= Aim of the exercise =
Determine how many lines of the material below include "configured", and reply with that number alone.
============================================================
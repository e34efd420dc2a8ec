//! Live channel endpoint resolution.

use folio_core::{Error, Result};
use url::Url;

/// Resolve the live channel URL for a client running under `origin`.
///
/// Without a configured URL the channel lives at the origin's root. A
/// configured URL may be absolute or relative to the origin. Either way the
/// scheme follows the origin: `https` pages use `wss`, `http` pages use `ws`.
pub fn resolve_endpoint(origin: &Url, configured: Option<&str>) -> Result<Url> {
    let scheme = match origin.scheme() {
        "https" | "wss" => "wss",
        "http" | "ws" => "ws",
        other => {
            return Err(Error::Config(format!(
                "Unsupported origin scheme '{}' in {}",
                other, origin
            )))
        }
    };

    let mut url = match configured.map(str::trim).filter(|s| !s.is_empty()) {
        Some(raw) => origin
            .join(raw)
            .map_err(|e| Error::Config(format!("Invalid live channel URL '{}': {}", raw, e)))?,
        None => {
            let mut root = origin.clone();
            root.set_path("/");
            root.set_query(None);
            root.set_fragment(None);
            root
        }
    };

    if url.set_scheme(scheme).is_err() {
        return Err(Error::Config(format!(
            "Cannot use '{}' as a live channel URL",
            url
        )));
    }
    Ok(url)
}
============================================================
= Solution for this task =
4